impl TableObject {
    #[inline(always)]
    pub fn array_type(&self) -> ArrayType {
        ArrayType::from_raw(self.header.aux as u8)
    }

    #[inline(always)]
    pub fn set_array_type(&mut self, at: ArrayType) {
        self.header.aux = (self.header.aux & 0xFF00) | at.raw() as u16;
    }

    #[inline(always)]
    pub fn bfly(&self) -> Option<Bfly> {
        if self.butterfly == 0 {
            None
        } else {
            Some(self.butterfly as Bfly)
        }
    }
}

#[inline(always)]
pub fn inline_slot_ptr(obj: *mut TableObject, slot: u32) -> *mut TValue {
    unsafe { (obj.add(1) as *mut TValue).add(slot as usize) }
}

/// Project a TValue to a table pointer.
#[inline(always)]
pub fn as_table(arena: &VmArena, v: TValue) -> Option<*mut TableObject> {
    if v.is_pointer() {
        let p = v.as_ptr(arena);
        if unsafe { (*p).kind } == HeapKind::Table {
            return Some(p as *mut TableObject);
        }
    }
    None
}

/// Allocate a fresh empty table. `array_capacity_hint` preallocates the
/// vector part (the array kind stays NoArrayPart until the first write).
pub fn table_new(
    arena: &VmArena,
    registry: &StructureRegistry,
    inline_capacity: u8,
    array_capacity_hint: u32,
) -> *mut TableObject {
    let s = initial_structure(arena, registry, inline_capacity);
    let bytes = std::mem::size_of::<TableObject>() + inline_capacity as usize * 8;
    let obj = arena.alloc_user_ptr(bytes) as *mut TableObject;
    HeapHeader::init(obj as *mut HeapHeader, HeapKind::Table, s, ArrayType::default().raw() as u16);
    unsafe {
        (*obj).butterfly = 0;
        for i in 0..inline_capacity as u32 {
            inline_slot_ptr(obj, i).write(TValue::nil());
        }
        if array_capacity_hint > 0 {
            let b = butterfly_alloc(arena, 0, array_capacity_hint);
            (*obj).butterfly = b as u64;
        }
    }
    obj
}

// ---------------------------------------------------------------------------
// GetById
// ---------------------------------------------------------------------------

#[derive(Debug, Clone, Copy, PartialEq, Eq)]
pub enum GetByIdIcKind {
    /// The hidden class is an UncacheableDictionary; never cache.
    UncacheableDictionary,
    /// The property does not exist; the result is nil.
    MustBeNil,
    /// Nil result, but the hidden class is a CacheableDictionary whose
    /// shape may change without a hidden-class change: not cacheable.
    MustBeNilButUncacheable,
    InlinedStorage,
    OutlinedStorage,
}

#[derive(Debug, Clone, Copy)]
pub struct GetByIdIcInfo {
    pub kind: GetByIdIcKind,
    /// If set, a nil result must fall through to the `__index` lookup.
    pub may_have_metatable: bool,
    /// Inlined: inline slot index. Outlined: butterfly named ordinal.
    pub slot: u32,
    /// IC key.
    pub hidden_class: u32,
    pub key: u32,
}

pub fn prepare_get_by_id(arena: &VmArena, obj: *mut TableObject, key: StringRef) -> GetByIdIcInfo {
    let hc = unsafe { (*obj).header.hidden_class };
    let inline_cap = hidden_class_inline_capacity(arena, hc) as u32;
    match hidden_class_kind(arena, hc) {
        HiddenClassKind::Structure => {
            let st = structure(arena, hc);
            let may_mt = st.metatable != METATABLE_NONE;
            match structure_find_slot(arena, hc, key) {
                Some(slot) => {
                    let slot = slot as u32;
                    if slot < inline_cap {
                        GetByIdIcInfo {
                            kind: GetByIdIcKind::InlinedStorage,
                            may_have_metatable: may_mt,
                            slot,
                            hidden_class: hc,
                            key: key.raw(),
                        }
                    } else {
                        GetByIdIcInfo {
                            kind: GetByIdIcKind::OutlinedStorage,
                            may_have_metatable: may_mt,
                            slot: slot - inline_cap,
                            hidden_class: hc,
                            key: key.raw(),
                        }
                    }
                }
                None => GetByIdIcInfo {
                    kind: GetByIdIcKind::MustBeNil,
                    may_have_metatable: may_mt,
                    slot: 0,
                    hidden_class: hc,
                    key: key.raw(),
                },
            }
        }
        HiddenClassKind::CacheableDictionary => {
            let d = dictionary(arena, hc);
            let may_mt = d.metatable != METATABLE_NONE;
            match dict_find_slot(arena, hc, key) {
                Some(slot) => {
                    if slot < inline_cap {
                        GetByIdIcInfo {
                            kind: GetByIdIcKind::InlinedStorage,
                            may_have_metatable: may_mt,
                            slot,
                            hidden_class: hc,
                            key: key.raw(),
                        }
                    } else {
                        GetByIdIcInfo {
                            kind: GetByIdIcKind::OutlinedStorage,
                            may_have_metatable: may_mt,
                            slot: slot - inline_cap,
                            hidden_class: hc,
                            key: key.raw(),
                        }
                    }
                }
                None => GetByIdIcInfo {
                    kind: GetByIdIcKind::MustBeNilButUncacheable,
                    may_have_metatable: may_mt,
                    slot: 0,
                    hidden_class: hc,
                    key: key.raw(),
                },
            }
        }
        HiddenClassKind::UncacheableDictionary => GetByIdIcInfo {
            kind: GetByIdIcKind::UncacheableDictionary,
            may_have_metatable: dictionary(arena, hc).metatable != METATABLE_NONE,
            slot: 0,
            hidden_class: hc,
            key: key.raw(),
        },
    }
}

/// Replay a GetById fast path. Does NOT consult the metatable; the caller
/// owns that decision via `may_have_metatable`.
pub fn get_by_id(arena: &VmArena, obj: *mut TableObject, ic: &GetByIdIcInfo) -> TValue {
    unsafe {
        match ic.kind {
            GetByIdIcKind::MustBeNil | GetByIdIcKind::MustBeNilButUncacheable => TValue::nil(),
            GetByIdIcKind::InlinedStorage => inline_slot_ptr(obj, ic.slot).read(),
            GetByIdIcKind::OutlinedStorage => {
                named_slot_ptr((*obj).butterfly as Bfly, ic.slot).read()
            }
            GetByIdIcKind::UncacheableDictionary => {
                let hc = (*obj).header.hidden_class;
                let inline_cap = hidden_class_inline_capacity(arena, hc) as u32;
                match dict_find_slot(arena, hc, StringRef::from_raw(ic.key)) {
                    None => TValue::nil(),
                    Some(slot) if slot < inline_cap => inline_slot_ptr(obj, slot).read(),
                    Some(slot) => named_slot_ptr((*obj).butterfly as Bfly, slot - inline_cap).read(),
                }
            }
        }
    }
}

// ---------------------------------------------------------------------------
// PutById
// ---------------------------------------------------------------------------

#[derive(Debug, Clone, Copy, PartialEq, Eq)]
pub enum PutByIdIcKind {
    UncacheableDictionary,
    /// This put migrates the object to CacheableDictionary mode.
    TransitionedToDictionaryMode,
    InlinedStorage,
    OutlinedStorage,
}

________________________________________

## What the task requires:
Each line above that has the word "VmArena" should be copied.

## Answer to this task:
pub fn as_table(arena: &VmArena, v: TValue) -> Option<*mut TableObject> {
    arena: &VmArena,
pub fn prepare_get_by_id(arena: &VmArena, obj: *mut TableObject, key: StringRef) -> GetByIdIcInfo {
pub fn get_by_id(arena: &VmArena, obj: *mut TableObject, ic: &GetByIdIcInfo) -> TValue {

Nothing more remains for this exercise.